2026 California wildfire

The Sandy Fire was a large wildfire south of Simi Valley in Ventura County, California. The fire ignited on May 18, 2026, and was contained on May 27 after burning 2183 acres.

== Cause ==
The cause is under investigation with reports of the fire being sparked by a tractor hitting a rock.

== Progression ==
Driven by springtime Santa Ana Winds, the fire broke out at 10:50 a.m. on May 18, 2026, south of Simi Valley, California. By 11:03 a.m., the fire covered 10 acres and was spreading rapidly.

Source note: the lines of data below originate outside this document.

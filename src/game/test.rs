mod utils {
	use std::time::Duration;

	use crate::game::{
		animation::SolveAnimator,
		board::{InputField, WordButton},
		level::{parser, LevelData},
		prelude::*,
		session::LevelProp,
	};
	use bevy::{ecs::system::RunSystemOnce, time::TimeUpdateStrategy};

	/// Length of a frame in the headless app
	pub const FRAME: Duration = Duration::from_millis(100);

	/// Numbers of the levels that have been reported as solved, in order
	#[derive(Resource, Debug, Default)]
	pub struct SolvedLevels(pub Vec<u32>);

	pub fn setup_app() -> App {
		let mut app = App::new();
		app.add_plugins((
			MinimalPlugins,
			AssetPlugin {
				watch_for_changes_override: Some(false),
				..default()
			},
			super::super::plugin,
		))
		.insert_resource(TimeUpdateStrategy::ManualDuration(FRAME))
		.init_resource::<SolvedLevels>()
		.add_observer(|trigger: Trigger<LevelSolved>, mut solved: ResMut<SolvedLevels>| {
			solved.0.push(trigger.event().number);
		});
		app
	}

	/// Creates a headless app playing the given level, returns it along with the session entity
	pub fn app_with_level(level: &str) -> (App, Entity) {
		let mut app = setup_app();
		let level = parser::parse(level, |_| {}).expect("Level should parse");
		let handle = app
			.world_mut()
			.resource_mut::<Assets<LevelData>>()
			.add(level);
		let session = app.world_mut().spawn(Name::new("Session")).id();
		app.world_mut().trigger_targets(SpawnLevel(handle), session);
		// An update is needed to apply the spawned entities
		app.update();
		(app, session)
	}

	fn find_prop_system(In(name): In<String>, props: Query<(Entity, &LevelProp)>) -> Option<Entity> {
		props
			.iter()
			.find_map(|(id, prop)| (prop.name == name).then_some(id))
	}

	fn find_button_system(In(word): In<String>, buttons: Query<(Entity, &WordButton)>) -> Option<Entity> {
		buttons
			.iter()
			.find_map(|(id, button)| (button.word == word).then_some(id))
	}

	fn read_input_system(inputs: Query<&InputField>) -> String {
		inputs
			.single()
			.map(|input| input.contents.clone())
			.expect("There should be exactly one input field")
	}

	pub trait WordPuzzleAppExt {
		fn select_word(&mut self, session: Entity, word: &str);
		fn press_button(&mut self, word: &str);
		fn prop(&mut self, name: &str) -> Option<Entity>;
		fn input_text(&mut self) -> String;
		fn progress(&self, session: Entity) -> usize;
		fn solved_levels(&self) -> &[u32];
		fn run_frames(&mut self, frames: usize);
		fn pending_triggers(&self, prop: Entity) -> Vec<String>;
	}

	impl WordPuzzleAppExt for App {
		fn select_word(&mut self, session: Entity, word: &str) {
			self.world_mut()
				.trigger_targets(WordSelected(word.to_owned()), session);
		}

		fn press_button(&mut self, word: &str) {
			let button = self
				.world_mut()
				.run_system_once_with(find_button_system, word.to_owned())
				.expect("System should have all necessary objects.")
				.expect("Button should exist");
			self.world_mut()
				.entity_mut(button)
				.insert(Interaction::Pressed);
			self.update();
		}

		fn prop(&mut self, name: &str) -> Option<Entity> {
			self.world_mut()
				.run_system_once_with(find_prop_system, name.to_owned())
				.expect("System should have all necessary objects.")
		}

		fn input_text(&mut self) -> String {
			self.world_mut()
				.run_system_once(read_input_system)
				.expect("System should have all necessary objects.")
		}

		fn progress(&self, session: Entity) -> usize {
			self.world()
				.get::<LevelSession>(session)
				.expect("Entity should be a level session")
				.matcher
				.progress()
				.len()
		}

		fn solved_levels(&self) -> &[u32] {
			&self.world().resource::<SolvedLevels>().0
		}

		fn run_frames(&mut self, frames: usize) {
			for _ in 0..frames {
				self.update();
			}
		}

		fn pending_triggers(&self, prop: Entity) -> Vec<String> {
			self.world()
				.get::<SolveAnimator>(prop)
				.expect("Prop should have an animator")
				.pending_triggers()
				.to_vec()
		}
	}
}

use bevy::prelude::*;
use itertools::Itertools;
use utils::*;

use super::solve::{PlaybackState, SolveSequencePlayer};

const DOOR_LEVEL: &str = r"
name=The Door
number=1
sentence=go to the door
WORDS go to the door run
PROP door 0 0 120 200 amber
STEP door open door
";

fn playback_state(app: &App, session: Entity) -> PlaybackState {
	app.world()
		.get::<SolveSequencePlayer>(session)
		.expect("Session should have a solve sequence player")
		.state()
}

/// Metatest for asserting that loading a level works.
#[test]
fn test_level_spawns() {
	let (mut app, session) = app_with_level(DOOR_LEVEL);
	assert!(app.prop("door").is_some(), "Door prop should be spawned");
	assert_eq!(app.progress(session), 0);
	assert_eq!(playback_state(&app, session), PlaybackState::Idle);
	app.run_frames(5);
	assert!(app.solved_levels().is_empty());
}

#[test]
fn test_solving_plays_steps_then_waits() {
	let (mut app, session) = app_with_level(DOOR_LEVEL);
	let door = app.prop("door").expect("Door prop should be spawned");

	for word in ["go", "to", "the"] {
		app.select_word(session, word);
	}
	assert_eq!(app.progress(session), 3);
	assert_eq!(playback_state(&app, session), PlaybackState::Idle);

	app.select_word(session, "door");
	assert_eq!(playback_state(&app, session), PlaybackState::Waiting);
	assert_eq!(app.pending_triggers(door), vec!["open"]);

	app.run_frames(10);
	assert!(
		app.solved_levels().is_empty(),
		"Completion should not be signalled before the wait is over"
	);
	assert!(app.pending_triggers(door).is_empty(), "Trigger should be consumed");

	app.run_frames(20);
	assert_eq!(app.solved_levels(), &[1]);
	assert_eq!(playback_state(&app, session), PlaybackState::Done);

	app.run_frames(30);
	assert_eq!(app.solved_levels(), &[1], "Completion is signalled once");
}

#[test]
fn test_wrong_word_does_not_reset_progress() {
	let (mut app, session) = app_with_level(DOOR_LEVEL);
	app.select_word(session, "go");
	app.select_word(session, "run");
	assert_eq!(app.progress(session), 1);
	app.select_word(session, "the");
	assert_eq!(app.progress(session), 1);
	app.select_word(session, "to");
	assert_eq!(app.progress(session), 2);
}

#[test]
fn test_words_after_completion_are_ignored() {
	let (mut app, session) = app_with_level(DOOR_LEVEL);
	for word in ["go", "to", "the", "door", "go", "door"] {
		app.select_word(session, word);
	}
	assert_eq!(app.progress(session), 4);
	app.run_frames(30);
	assert_eq!(app.solved_levels(), &[1]);
}

#[test]
fn test_unresolvable_steps_are_skipped() {
	let (mut app, session) = app_with_level(
		r"
number=7
sentence=open sesame
WORDS open sesame
PROP gate 0 0 100 100
STEP door open cave
STEP _ open gate
STEP nonexistent open gate
STEP door _ gate
STEP spinner spin gate
",
	);
	let gate = app.prop("gate").expect("Gate should be spawned");
	app.select_word(session, "open");
	app.select_word(session, "sesame");
	assert_eq!(app.pending_triggers(gate), vec!["spin"]);
	app.run_frames(30);
	assert_eq!(app.solved_levels(), &[7]);
}

#[test]
fn test_each_step_fires_on_its_own_prop() {
	let (mut app, session) = app_with_level(
		r"
number=8
sentence=wake up
WORDS up wake
PROP wheel -100 0 80 80 teal
PROP lamp 100 0 40 40 yellow
STEP spinner spin wheel
STEP popper pop lamp
",
	);
	let wheel = app.prop("wheel").expect("Wheel should be spawned");
	let lamp = app.prop("lamp").expect("Lamp should be spawned");
	app.select_word(session, "wake");
	app.select_word(session, "up");
	// Both triggers fire before the wait starts
	assert_eq!(playback_state(&app, session), PlaybackState::Waiting);
	assert_eq!(app.pending_triggers(wheel), vec!["spin"]);
	assert_eq!(app.pending_triggers(lamp), vec!["pop"]);
	assert!(app.solved_levels().is_empty());
	app.run_frames(30);
	assert_eq!(app.solved_levels(), &[8]);
}

#[test]
fn test_level_without_steps_still_completes() {
	let (mut app, session) = app_with_level("number=3\nsentence=hello\nWORDS hello");
	app.select_word(session, "hello");
	app.run_frames(30);
	assert_eq!(app.solved_levels(), &[3]);
}

#[test]
fn test_empty_sentence_is_never_solved() {
	let (mut app, session) = app_with_level("number=2\nWORDS a b");
	app.select_word(session, "a");
	app.select_word(session, "b");
	assert_eq!(app.progress(session), 0);
	app.run_frames(30);
	assert!(app.solved_levels().is_empty());
}

#[test]
fn test_leaving_during_wait_cancels_completion() {
	let (mut app, session) = app_with_level(DOOR_LEVEL);
	let door = app.prop("door").expect("Door prop should be spawned");
	for word in ["go", "to", "the", "door"] {
		app.select_word(session, word);
	}
	app.run_frames(5);
	app.world_mut().entity_mut(session).despawn();
	app.run_frames(40);
	assert!(app.solved_levels().is_empty());
	assert!(
		app.world().get_entity(door).is_err(),
		"Props should be despawned along with the session"
	);
}

#[test]
fn test_pressing_buttons_selects_words() {
	let (mut app, session) = app_with_level(DOOR_LEVEL);
	assert_eq!(app.input_text(), "");
	app.press_button("go");
	app.press_button("to");
	assert_eq!(app.input_text(), "go to ");
	assert_eq!(app.progress(session), 2);
	app.press_button("run");
	assert_eq!(app.input_text(), "go to run ");
	assert_eq!(app.progress(session), 2);
}

#[test]
fn test_every_word_gets_a_button() {
	let (mut app, _) = app_with_level(
		r"
number=5
sentence=a b
shuffle=true
WORDS a b c d e f g
",
	);
	let words = app
		.world_mut()
		.query::<&super::board::WordButton>()
		.iter(app.world())
		.map(|button| button.word.clone())
		.sorted()
		.collect_vec();
	assert_eq!(words, vec!["a", "b", "c", "d", "e", "f", "g"]);
}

A Cal Fire status report at 11:17 a.m. said the fire had spread to 184 acres, had spotted over a road, and was continuing to spread to the southeast.

Later on in the day, around 1:44 p.m., the fire moved towards the Westlake area, wind driven and posing a threat to life and property. Evacuation orders were expanded as the fire continued to spot and grew to 720 acres.

A wind shift then drove the fire southeast with additional evacuations being ordered for Bell and surrounding canyons. The fire had surpassed 1000 acres with containment remaining at 0%. Fire activity diminished overnight due to increased humidity and lighter winds with over 750 personnel assigned to the blaze.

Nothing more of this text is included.